The surge in demand for silicon carbide (SiC) crystals is being driven by the exponential rate of electric vehicle (EV) adoption and the increasing need for SiC in power electronics components for advanced electronic devices. The market for SiC MOSFETs is thriving due to their benefits, including high switching frequency, thermal resistance, and large breakdown voltage, which enhance efficiency, extend vehicle range, and reduce system costs for powertrains. As a result, the SiC device market is projected to experience significant growth, with a substantial portion of the demand expected to come from the EV sector.

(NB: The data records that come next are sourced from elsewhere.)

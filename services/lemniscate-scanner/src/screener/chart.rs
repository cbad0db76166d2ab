//! Live price series with EMA overlays for a single ticker.

use chrono::NaiveDate;
use serde::{Deserialize, Serialize};
use std::fmt;
use std::str::FromStr;

use crate::data::PriceBar;
use crate::indicators::{ema_series, EMA_LONG, EMA_SHORT};

/// Chart window, named the way the chart API names ranges.
#[derive(Debug, Clone, Copy, PartialEq, Eq, Default, Serialize, Deserialize)]
pub enum ChartPeriod {
    #[serde(rename = "5d")]
    Week,
    #[default]
    #[serde(rename = "1mo")]
    Month,
    #[serde(rename = "6mo")]
    HalfYear,
    #[serde(rename = "1y")]
    Year,
}

impl ChartPeriod {
    /// Trading days covered by the window.
    pub fn bars(&self) -> usize {
        match self {
            Self::Week => 5,
            Self::Month => 22,
            Self::HalfYear => 126,
            Self::Year => 252,
        }
    }

    pub fn as_str(&self) -> &'static str {
        match self {
            Self::Week => "5d",
            Self::Month => "1mo",
            Self::HalfYear => "6mo",
            Self::Year => "1y",
        }
    }
}

impl fmt::Display for ChartPeriod {
    fn fmt(&self, f: &mut fmt::Formatter<'_>) -> fmt::Result {
        f.write_str(self.as_str())
    }
}

impl FromStr for ChartPeriod {
    type Err = String;

    fn from_str(s: &str) -> Result<Self, Self::Err> {
        match s.trim().to_ascii_lowercase().as_str() {
            "5d" => Ok(Self::Week),
            "1mo" => Ok(Self::Month),
            "6mo" => Ok(Self::HalfYear),
            "1y" => Ok(Self::Year),
            other => Err(format!("unknown chart period '{}', expected 5d, 1mo, 6mo or 1y", other)),
        }
    }
}

/// One day of the chart.
#[derive(Debug, Clone, PartialEq, Serialize, Deserialize)]
pub struct PricePoint {
    pub date: NaiveDate,
    pub close: f64,
    pub ema20: f64,
    pub ema50: f64,
}

/// Closes for a window with EMA20 and EMA50 overlays.
///
/// The averages are seeded at the first bar of the window, not from older
/// history, so a short window shows averages hugging the price.
#[derive(Debug, Clone, PartialEq, Serialize, Deserialize)]
pub struct PriceSeries {
    pub ticker: String,
    pub period: ChartPeriod,
    pub points: Vec<PricePoint>,
}

impl PriceSeries {
    pub fn from_bars(ticker: impl Into<String>, period: ChartPeriod, bars: &[PriceBar]) -> Self {
        let start = bars.len().saturating_sub(period.bars());
        let window = &bars[start..];

        let closes: Vec<f64> = window.iter().map(|b| b.close).collect();
        let ema20 = ema_series(&closes, EMA_SHORT);
        let ema50 = ema_series(&closes, EMA_LONG);

        let points = window
            .iter()
            .zip(ema20)
            .zip(ema50)
            .map(|((bar, ema20), ema50)| PricePoint {
                date: bar.date,
                close: bar.close,
                ema20,
                ema50,
            })
            .collect();

        Self {
            ticker: ticker.into(),
            period,
            points,
        }
    }

    pub fn is_empty(&self) -> bool {
        self.points.is_empty()
    }

    pub fn last(&self) -> Option<&PricePoint> {
        self.points.last()
    }
}
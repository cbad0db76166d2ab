//! Query and command surface consumed by the presentation layer.
//!
//! Every operation takes explicit arguments; nothing here remembers a
//! "selected" ticker or week between calls. Storage failures surface as
//! [`Error::Persistence`], which is safe to retry.

use chrono::{DateTime, Utc};
use serde::Serialize;
use std::sync::Arc;
use tracing::{info, warn};

use lemniscate_common::config::Config;
use lemniscate_common::{Error, Result};

use crate::data::{shared_limiter, BarProvider};
use crate::screener::{
    ChartPeriod, PriceSeries, ScanBatch, ScannerSettings, ScoreRecord, UniverseScanner,
};
use crate::storage::{
    Database, IsoWeek, ResultStore, SealOutcome, SnapshotSealer, StoreSettings, StoreStats,
    WeekSeal, WeeklySnapshotEntry,
};

/// A committed scan.
#[derive(Debug, Clone, Serialize)]
pub struct ScanReport {
    pub batch: ScanBatch,
    pub seal: SealOutcome,
}

/// Scanner, result store and snapshot sealer behind one surface.
pub struct ScanService {
    scanner: UniverseScanner,
    db: Database,
    results: ResultStore,
    snapshots: SnapshotSealer,
}

impl ScanService {
    pub fn new(scanner: UniverseScanner, db: Database) -> Self {
        Self {
            results: db.results(),
            snapshots: db.snapshots(),
            scanner,
            db,
        }
    }

    /// Build the scanner and open the database described by `config`.
    pub fn from_config(config: &Config, provider: Arc<dyn BarProvider>) -> Result<Self> {
        let store_settings =
            StoreSettings::from_config(config).map_err(|e| Error::Config(format!("{:#}", e)))?;
        let db = Database::open(store_settings).map_err(persistence)?;

        let limiter = shared_limiter(provider.name(), config.scanner.requests_per_minute);
        let scanner = UniverseScanner::new(ScannerSettings::from_config(config), provider, limiter);

        Ok(Self::new(scanner, db))
    }

    pub fn scanner(&self) -> &UniverseScanner {
        &self.scanner
    }

    /// Scan the universe now, then append and seal in one transaction.
    pub async fn trigger_scan(&self) -> Result<ScanReport> {
        self.trigger_scan_at(Utc::now()).await
    }

    /// Scan with an explicit timestamp.
    ///
    /// Per-ticker failures only shrink the batch. A persistence failure
    /// aborts the whole commit; retrying cannot double-seal the week.
    pub async fn trigger_scan_at(&self, scan_timestamp: DateTime<Utc>) -> Result<ScanReport> {
        let batch = self.scanner.scan_at(scan_timestamp).await;

        let commit = self.db.commit_scan(&batch).await.map_err(|e| {
            warn!(
                scan_timestamp = %batch.scan_timestamp.to_rfc3339(),
                error = %format!("{:#}", e),
                "Scan commit failed"
            );
            persistence(e)
        })?;

        info!(
            scan_timestamp = %batch.scan_timestamp.to_rfc3339(),
            requested = batch.requested,
            succeeded = batch.succeeded(),
            faulted = batch.faulted(),
            failed = batch.failed.len(),
            appended = commit.appended,
            sealed = commit.seal.is_sealed(),
            "Scan committed"
        );

        Ok(ScanReport {
            batch,
            seal: commit.seal,
        })
    }

    /// Latest record for a ticker; `None` when it was never scanned.
    pub async fn get_latest(&self, ticker: &str) -> Result<Option<ScoreRecord>> {
        self.results.get_latest(ticker).await.map_err(persistence)
    }

    /// Top `n` records of the most recent scan.
    pub async fn get_top(&self, n: usize) -> Result<Vec<ScoreRecord>> {
        self.results.get_top(n).await.map_err(persistence)
    }

    /// Newest-first records for a ticker.
    pub async fn get_history(&self, ticker: &str, limit: usize) -> Result<Vec<ScoreRecord>> {
        self.results.history(ticker, limit).await.map_err(persistence)
    }

    /// Entries of a sealed week; empty when the week was never sealed.
    pub async fn get_week_snapshot(&self, week: IsoWeek) -> Result<Vec<WeeklySnapshotEntry>> {
        self.snapshots.get_week_snapshot(week).await.map_err(persistence)
    }

    /// The ISO week "now" falls in, in market time.
    pub fn current_week(&self) -> IsoWeek {
        self.snapshots.week_of(Utc::now())
    }

    pub async fn sealed_weeks(&self) -> Result<Vec<WeekSeal>> {
        self.snapshots.sealed_weeks().await.map_err(persistence)
    }

    /// Fetch live prices for a sealed week and update what is available.
    pub async fn refresh_week_prices(&self, week: IsoWeek) -> Result<Vec<WeeklySnapshotEntry>> {
        let entries = self.get_week_snapshot(week).await?;
        if entries.is_empty() {
            return Ok(entries);
        }

        let tickers: Vec<String> = entries.iter().map(|e| e.ticker.clone()).collect();
        let prices = self.scanner.latest_prices(&tickers).await;

        self.snapshots
            .refresh(week, &prices)
            .await
            .map_err(persistence)
    }

    /// Daily closes for `period` with EMA20 and EMA50 overlays.
    ///
    /// Fetched live under the scan's rate limit; nothing is stored. An
    /// unknown ticker or an empty window is `NotFound`, a transient
    /// provider failure is `Provider`.
    pub async fn price_series(&self, ticker: &str, period: ChartPeriod) -> Result<PriceSeries> {
        let bars = self
            .scanner
            .recent_bars(ticker, period.bars())
            .await
            .map_err(|failure| {
                warn!(
                    ticker = %failure.ticker,
                    period = %period,
                    reason = %failure.reason,
                    "Price series unavailable"
                );
                if failure.recoverable {
                    Error::Provider(failure.reason)
                } else {
                    Error::NotFound(format!("no price data for {}", failure.ticker))
                }
            })?;

        let series = PriceSeries::from_bars(self.scanner.canonicalize(ticker), period, &bars);
        if series.is_empty() {
            return Err(Error::NotFound(format!("no price data for {}", series.ticker)));
        }
        Ok(series)
    }

    pub async fn stats(&self) -> Result<StoreStats> {
        self.db.stats().await.map_err(persistence)
    }
}

fn persistence(err: anyhow::Error) -> Error {
    Error::persistence(format!("{:#}", err))
}
//! Lemniscate Common - Shared configuration, error types and logging for the
//! Lemniscate scanner.
//!
//! This crate provides:
//! - Configuration types and loading
//! - The unified error type used at the service surface
//! - Logging setup with noise filtering

#![warn(clippy::all)]
#![allow(clippy::pedantic)]

pub mod config;
pub mod error;
pub mod logging;

pub use config::{
    Config, MarketConfig, ObservabilityConfig, ProviderConfig, ScannerConfig, ServerConfig,
    StorageConfig,
};
pub use error::{Error, Result};
pub use logging::LogFormat;
//! Composite technical score.
//!
//! Combines the [`IndicatorSnapshot`] of a ticker into one additive score and
//! a volatility stop-loss. Scoring never fails: short histories resolve to a
//! neutral zero and any indicator fault resolves to a flagged zero, so one
//! broken series cannot take down a scan.
//!
//! # Weight table
//!
//! | Rule | Weight |
//! |---|---|
//! | close > EMA20 > EMA50 | 1.5 |
//! | else close > EMA20 | 1.0 |
//! | 45 < RSI14 < 65 | 1.0 |
//! | else RSI14 <= 45 | 0.5 |
//! | MACD > signal | 1.0 |
//! | %K14 < 20 | 0.5 |
//! | close > SMA20 | 0.5 |
//! | smoothed TR > 0 | 0.5 |
//! | OBV rising | 0.5 |
//! | 5-bar volume > 1.5 x 20-bar volume | 0.5 |
//! | close > 50-bar Fibonacci level | 1.0 |

#[cfg(test)]
pub(crate) mod fixtures;

use serde::{Deserialize, Serialize};
use std::fmt;
use std::str::FromStr;
use tracing::debug;

use crate::data::PriceBar;
use crate::indicators::{IndicatorError, IndicatorSnapshot};

/// Minimum bars before any indicator is evaluated.
pub const MIN_BARS: usize = 50;

/// Largest total the weight table can produce.
pub const MAX_SCORE: f64 = 7.0;

/// ATR multiple below the last close for the stop-loss.
pub const STOP_LOSS_ATR_MULTIPLE: f64 = 2.0;

/// Volume surge threshold against the 20-bar mean.
pub const VOLUME_SURGE_MULTIPLE: f64 = 1.5;

/// Rule weights.
pub mod weights {
    pub const TREND_STRONG: f64 = 1.5;
    pub const TREND: f64 = 1.0;
    pub const RSI_BALANCED: f64 = 1.0;
    pub const RSI_LOW: f64 = 0.5;
    pub const MACD: f64 = 1.0;
    pub const STOCHASTIC: f64 = 0.5;
    pub const SMA: f64 = 0.5;
    pub const TREND_STRENGTH: f64 = 0.5;
    pub const OBV: f64 = 0.5;
    pub const VOLUME: f64 = 0.5;
    pub const FIBONACCI: f64 = 1.0;
}

// ============================================================================
// Status and Tier
// ============================================================================

/// How a score was reached.
#[derive(Debug, Clone, Copy, PartialEq, Eq, Hash, Serialize, Deserialize)]
#[serde(rename_all = "lowercase")]
pub enum ScoreStatus {
    /// Fewer than [`MIN_BARS`] bars; indicators were not evaluated
    Neutral,
    /// Indicators evaluated and rules applied
    Computed,
    /// An indicator fault was downgraded to a zero score
    Fault,
}

impl ScoreStatus {
    pub fn as_str(&self) -> &'static str {
        match self {
            Self::Neutral => "neutral",
            Self::Computed => "computed",
            Self::Fault => "fault",
        }
    }
}

impl fmt::Display for ScoreStatus {
    fn fmt(&self, f: &mut fmt::Formatter<'_>) -> fmt::Result {
        f.write_str(self.as_str())
    }
}

impl FromStr for ScoreStatus {
    type Err = String;

    fn from_str(s: &str) -> Result<Self, Self::Err> {
        match s {
            "neutral" => Ok(Self::Neutral),
            "computed" => Ok(Self::Computed),
            "fault" => Ok(Self::Fault),
            other => Err(format!("unknown score status: {}", other)),
        }
    }
}

/// Signal tier derived from the score.
#[derive(Debug, Clone, Copy, PartialEq, Eq, Hash, Serialize, Deserialize)]
pub enum SignalTier {
    High,
    Medium,
}

impl SignalTier {
    /// `High` when `score >= threshold`, otherwise `Medium`.
    pub fn classify(score: f64, threshold: f64) -> Self {
        if score >= threshold {
            Self::High
        } else {
            Self::Medium
        }
    }

    pub fn as_str(&self) -> &'static str {
        match self {
            Self::High => "High",
            Self::Medium => "Medium",
        }
    }
}

impl fmt::Display for SignalTier {
    fn fmt(&self, f: &mut fmt::Formatter<'_>) -> fmt::Result {
        f.write_str(self.as_str())
    }
}

impl FromStr for SignalTier {
    type Err = String;

    fn from_str(s: &str) -> Result<Self, Self::Err> {
        match s {
            "High" => Ok(Self::High),
            "Medium" => Ok(Self::Medium),
            other => Err(format!("unknown signal tier: {}", other)),
        }
    }
}

// ============================================================================
// Breakdown
// ============================================================================

/// Points awarded by each rule.
#[derive(Debug, Clone, Copy, Default, PartialEq, Serialize, Deserialize)]
pub struct ScoreBreakdown {
    pub trend: f64,
    pub rsi: f64,
    pub macd: f64,
    pub stochastic: f64,
    pub sma: f64,
    pub trend_strength: f64,
    pub obv: f64,
    pub volume: f64,
    pub fibonacci: f64,
}

impl ScoreBreakdown {
    /// Apply the weight table to a snapshot.
    pub fn evaluate(snap: &IndicatorSnapshot) -> Self {
        let close = snap.close;

        let trend = if close > snap.ema20 && snap.ema20 > snap.ema50 {
            weights::TREND_STRONG
        } else if close > snap.ema20 {
            weights::TREND
        } else {
            0.0
        };

        // An undefined RSI earns nothing
        let rsi = match snap.rsi14 {
            Some(r) if r > 45.0 && r < 65.0 => weights::RSI_BALANCED,
            Some(r) if r <= 45.0 => weights::RSI_LOW,
            _ => 0.0,
        };

        let award = |hit: bool, weight: f64| if hit { weight } else { 0.0 };

        Self {
            trend,
            rsi,
            macd: award(snap.macd.is_bullish(), weights::MACD),
            stochastic: award(snap.stochastic_k < 20.0, weights::STOCHASTIC),
            sma: award(close > snap.sma20, weights::SMA),
            trend_strength: award(snap.smoothed_tr > 0.0, weights::TREND_STRENGTH),
            obv: award(snap.obv > snap.obv_prev, weights::OBV),
            volume: award(snap.volume.is_surging(VOLUME_SURGE_MULTIPLE), weights::VOLUME),
            fibonacci: award(close > snap.fibonacci, weights::FIBONACCI),
        }
    }

    /// Sum of all rules, in table order.
    pub fn total(&self) -> f64 {
        self.trend
            + self.rsi
            + self.macd
            + self.stochastic
            + self.sma
            + self.trend_strength
            + self.obv
            + self.volume
            + self.fibonacci
    }

    /// Number of rules that awarded points.
    pub fn hits(&self) -> usize {
        [
            self.trend,
            self.rsi,
            self.macd,
            self.stochastic,
            self.sma,
            self.trend_strength,
            self.obv,
            self.volume,
            self.fibonacci,
        ]
        .iter()
        .filter(|w| **w > 0.0)
        .count()
    }
}

// ============================================================================
// Outcome
// ============================================================================

/// Score, stop-loss and how they were reached.
#[derive(Debug, Clone, Copy, PartialEq, Serialize, Deserialize)]
pub struct ScoreOutcome {
    pub score: f64,
    pub stop_loss: f64,
    pub status: ScoreStatus,
    #[serde(skip_serializing_if = "Option::is_none")]
    pub breakdown: Option<ScoreBreakdown>,
}

impl ScoreOutcome {
    pub fn neutral() -> Self {
        Self {
            score: 0.0,
            stop_loss: 0.0,
            status: ScoreStatus::Neutral,
            breakdown: None,
        }
    }

    pub fn fault() -> Self {
        Self {
            score: 0.0,
            stop_loss: 0.0,
            status: ScoreStatus::Fault,
            breakdown: None,
        }
    }

    pub fn is_fault(&self) -> bool {
        self.status == ScoreStatus::Fault
    }
}

/// `close - 2 * atr` when ATR is defined, otherwise 0.
pub fn stop_loss_for(close: f64, atr: Option<f64>) -> f64 {
    match atr {
        Some(atr) => close - STOP_LOSS_ATR_MULTIPLE * atr,
        None => 0.0,
    }
}

// ============================================================================
// Composite Scorer
// ============================================================================

/// Stateless composite scorer.
#[derive(Debug, Clone, Copy, Default)]
pub struct CompositeScorer;

impl CompositeScorer {
    pub fn new() -> Self {
        Self
    }

    /// Score an ascending bar sequence.
    ///
    /// Deterministic in `bars`. Below [`MIN_BARS`] the result is a neutral
    /// zero without touching any indicator.
    pub fn score(&self, bars: &[PriceBar]) -> ScoreOutcome {
        if bars.len() < MIN_BARS {
            return ScoreOutcome::neutral();
        }

        match self.try_score(bars) {
            Ok(outcome) => outcome,
            Err(e) => {
                debug!(error = %e, bars = bars.len(), "Indicator fault, score downgraded");
                ScoreOutcome::fault()
            }
        }
    }

    /// Score a sequence, surfacing indicator faults.
    pub fn try_score(&self, bars: &[PriceBar]) -> Result<ScoreOutcome, IndicatorError> {
        let snap = IndicatorSnapshot::from_bars(bars)?;
        Ok(self.score_snapshot(&snap))
    }

    /// Apply the weight table to a precomputed snapshot.
    pub fn score_snapshot(&self, snap: &IndicatorSnapshot) -> ScoreOutcome {
        let breakdown = ScoreBreakdown::evaluate(snap);
        ScoreOutcome {
            score: breakdown.total(),
            stop_loss: stop_loss_for(snap.close, snap.atr14),
            status: ScoreStatus::Computed,
            breakdown: Some(breakdown),
        }
    }
}

// ============================================================================
// Tests
// ============================================================================
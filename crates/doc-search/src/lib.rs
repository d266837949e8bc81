// doc-search/src/lib.rs
//! Plain-text corpus search.
//!
//! Scans a flat directory of `.txt` documents for a case-insensitive
//! substring and reports the matches in directory order. No index is
//! kept; every search reads the corpus fresh.

pub mod config;
pub mod corpus;
pub mod error;
pub mod extract;
pub mod search;

pub use config::{DEFAULT_CORPUS_DIR, SearchConfig};
pub use corpus::{Document, list_documents};
pub use error::{Result, SearchError};
pub use extract::read_document;
pub use search::{SearchHit, print_results, search_corpus};

use std::path::Path;

/// Search entry point: a corpus configuration validated up front.
#[derive(Debug)]
pub struct Searcher {
    config: SearchConfig,
}

impl Searcher {
    /// Create a searcher, failing fast when the corpus directory is
    /// missing.
    pub fn new(config: SearchConfig) -> Result<Self> {
        if !config.corpus_dir.is_dir() {
            return Err(SearchError::DirectoryNotFound(config.corpus_dir.clone()));
        }
        Ok(Self { config })
    }

    pub fn corpus_dir(&self) -> &Path {
        &self.config.corpus_dir
    }

    /// Run a search over the configured corpus.
    pub fn search(&self, query: &str) -> Result<Vec<SearchHit>> {
        search_corpus(query, &self.config.corpus_dir)
    }
}
// doc-search/src/error.rs
//! Error taxonomy for corpus searches.

use std::path::PathBuf;

use thiserror::Error;

pub type Result<T> = std::result::Result<T, SearchError>;

#[derive(Debug, Error)]
pub enum SearchError {
    #[error("corpus directory not found: {0:?}")]
    DirectoryNotFound(PathBuf),

    /// The file's bytes could not be decoded as text, even after
    /// encoding detection.
    #[error("cannot decode {path:?} as text (tried {encoding})")]
    Decode { path: PathBuf, encoding: &'static str },

    #[error(transparent)]
    Io(#[from] std::io::Error),
}
pub mod results_modal;
pub mod search_bar;

pub use results_modal::{ResultsModal, ResultsModalEvent, ResultsModalProps};
pub use search_bar::{SearchBar, SearchBarEvent, SearchBarProps};

/// A component rendered directly against the egui context, taking
/// per-frame props and handing events back to the caller.
pub trait ContextComponent {
    type Props<'a>;
    type Output;

    fn render(&mut self, ctx: &egui::Context, props: Self::Props<'_>) -> Self::Output;
}
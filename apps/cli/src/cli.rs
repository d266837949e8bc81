use clap::{ArgAction, Parser, Subcommand};
use std::path::PathBuf;

#[derive(Parser, Debug)]
#[command(version, about)]
pub struct Cli {
    #[command(subcommand)]
    pub command: Option<Commands>,

    /// Increase verbosity. Can be used multiple times (e.g., -v, -vv, -vvv).
    #[arg(short, long, action = ArgAction::Count)]
    pub verbose: u8,
}

#[derive(Subcommand, Debug)]
pub enum Commands {
    /// Report which corpus documents contain a term
    Search {
        /// Term to look for (case-insensitive)
        term: String,

        /// Directory to scan instead of the configured corpus
        #[arg(short, long)]
        dir: Option<PathBuf>,
    },
}
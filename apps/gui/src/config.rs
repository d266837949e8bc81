use crate::app::AppConfig;
use crate::error::Result;
use doc_search::SearchConfig;
use serde::Deserialize;
use std::path::PathBuf;
use config::{AppStrategy, create_strategy, resolve_dir};

pub use config::constants;

#[derive(Debug, Clone)]
pub struct Config {
    pub app: AppConfig,
    pub search: SearchConfig,

    // === System state ===
    pub config_path: PathBuf,
}

#[derive(Default, Deserialize)]
#[serde(rename_all = "kebab-case", default, deny_unknown_fields)]
struct RawConfig {
    app: AppConfig,
    search: SearchConfig,
}

impl Config {
    fn from_raw(raw: RawConfig, config_path: PathBuf) -> Self {
        Self {
            app: raw.app,
            search: raw.search,
            config_path,
        }
    }

    fn resolve_config_path() -> Result<PathBuf> {
        let strategy = create_strategy()
            .map_err(|e| crate::error::error!("home directory not found: {e}"))?;

        Ok(
            resolve_dir("CONFIG_DIRECTORY", &strategy, |s| Some(s.config_dir()))
                .join(constants::GUI_CONFIG_FILE_NAME),
        )
    }

    pub fn load() -> Result<Config> {
        let config_path = Self::resolve_config_path()?;

        let raw_config: RawConfig = match std::fs::read_to_string(&config_path) {
            Ok(content) => toml::from_str(&content)?,
            Err(e) if e.kind() == std::io::ErrorKind::NotFound => RawConfig::default(),
            Err(e) => return Err(e.into()),
        };

        Ok(Self::from_raw(raw_config, config_path))
    }

    pub fn load_str(config_str: &str) -> Result<Self> {
        let raw: RawConfig = toml::from_str(config_str)?;
        let config_path = Self::resolve_config_path()?;

        Ok(Self::from_raw(raw, config_path))
    }
}

#[cfg(test)]
mod test {
    use super::*;

    #[test]
    fn test_app_config_defaults() {
        let default_app = AppConfig::default();
        assert_eq!(default_app.width, 480.0);
        assert_eq!(default_app.height, 240.0);
    }

    #[test]
    fn test_load_config_values() {
        const USER_CONFIG: &'static str = r#"
        [app]
        width = 200.0

        [search]
        corpus-dir = "/srv/library"
        "#;

        let cfg = Config::load_str(USER_CONFIG).expect("Failed to load config");

        assert_eq!(cfg.app.width, 200.0);
        assert_eq!(cfg.app.height, 240.0);
        assert_eq!(cfg.search.corpus_dir, PathBuf::from("/srv/library"));
    }

    #[test]
    fn test_default_corpus_dir() {
        let cfg = Config::load_str("").expect("Failed to load config");
        assert_eq!(cfg.search.corpus_dir, PathBuf::from("./docs"));
    }

    #[test]
    fn test_load_config_unknown_field() {
        const USER_CONFIG: &'static str = r#"
        [app]
        not-a-setting = true
        "#;

        let cfg = Config::load_str(USER_CONFIG);
        let err = cfg.unwrap_err();
        assert!(err.to_string().contains("unknown field `not-a-setting`"));
    }
}
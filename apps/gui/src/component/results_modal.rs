use super::ContextComponent;
use crate::app::SearchOutcome;
use crate::constants;

/// Modal notification showing the outcome of the last search.
#[derive(Default)]
pub struct ResultsModal;

pub struct ResultsModalProps<'a> {
    pub outcome: &'a SearchOutcome,
}

pub struct ResultsModalOutput {
    pub events: Vec<ResultsModalEvent>,
}

pub enum ResultsModalEvent {
    Dismissed,
}

impl ContextComponent for ResultsModal {
    type Props<'a> = ResultsModalProps<'a>;
    type Output = ResultsModalOutput;

    fn render(&mut self, ctx: &egui::Context, props: Self::Props<'_>) -> Self::Output {
        let mut events = vec![];

        let modal = egui::Modal::new(egui::Id::new(constants::ID_RESULTS_MODAL))
            .show(ctx, |ui| {
                ui.set_width(320.0);

                ui.heading("Results");
                ui.separator();

                match props.outcome {
                    SearchOutcome::Matches { query, hits } => {
                        ui.label(format!(
                            "The term '{query}' was found in the following documents:"
                        ));
                        ui.add_space(4.0);
                        egui::ScrollArea::vertical()
                            .max_height(160.0)
                            .show(ui, |ui| {
                                for hit in hits {
                                    ui.label(format!("- {}", hit.name));
                                }
                            });
                    }
                    SearchOutcome::NoMatches { query } => {
                        ui.label(format!(
                            "The term '{query}' does not appear in any document."
                        ));
                    }
                    SearchOutcome::Failed { query, message } => {
                        ui.colored_label(
                            ui.visuals().error_fg_color,
                            format!("Search for '{query}' failed: {message}"),
                        );
                    }
                }

                ui.add_space(8.0);
                if ui.button("Close").clicked() {
                    events.push(ResultsModalEvent::Dismissed);
                }
            });

        if modal.should_close() {
            events.push(ResultsModalEvent::Dismissed);
        }

        ResultsModalOutput { events }
    }
}
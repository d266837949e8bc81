pub type Result<T> = color_eyre::Result<T>;

pub use color_eyre::eyre::WrapErr;
pub use color_eyre::eyre::eyre as error;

To address the increasing demand for SiC crystals, manufacturers are faced with the challenge of rapidly expanding production. This process involves time-consuming production methods, specialized growing systems, and the need to protect proprietary crystal growing techniques as intellectual property. Leading providers of crystal-growing systems now offer specialized and customizable solutions to meet the industry's specific process and intellectual property needs, enabling scalable production according to market demands.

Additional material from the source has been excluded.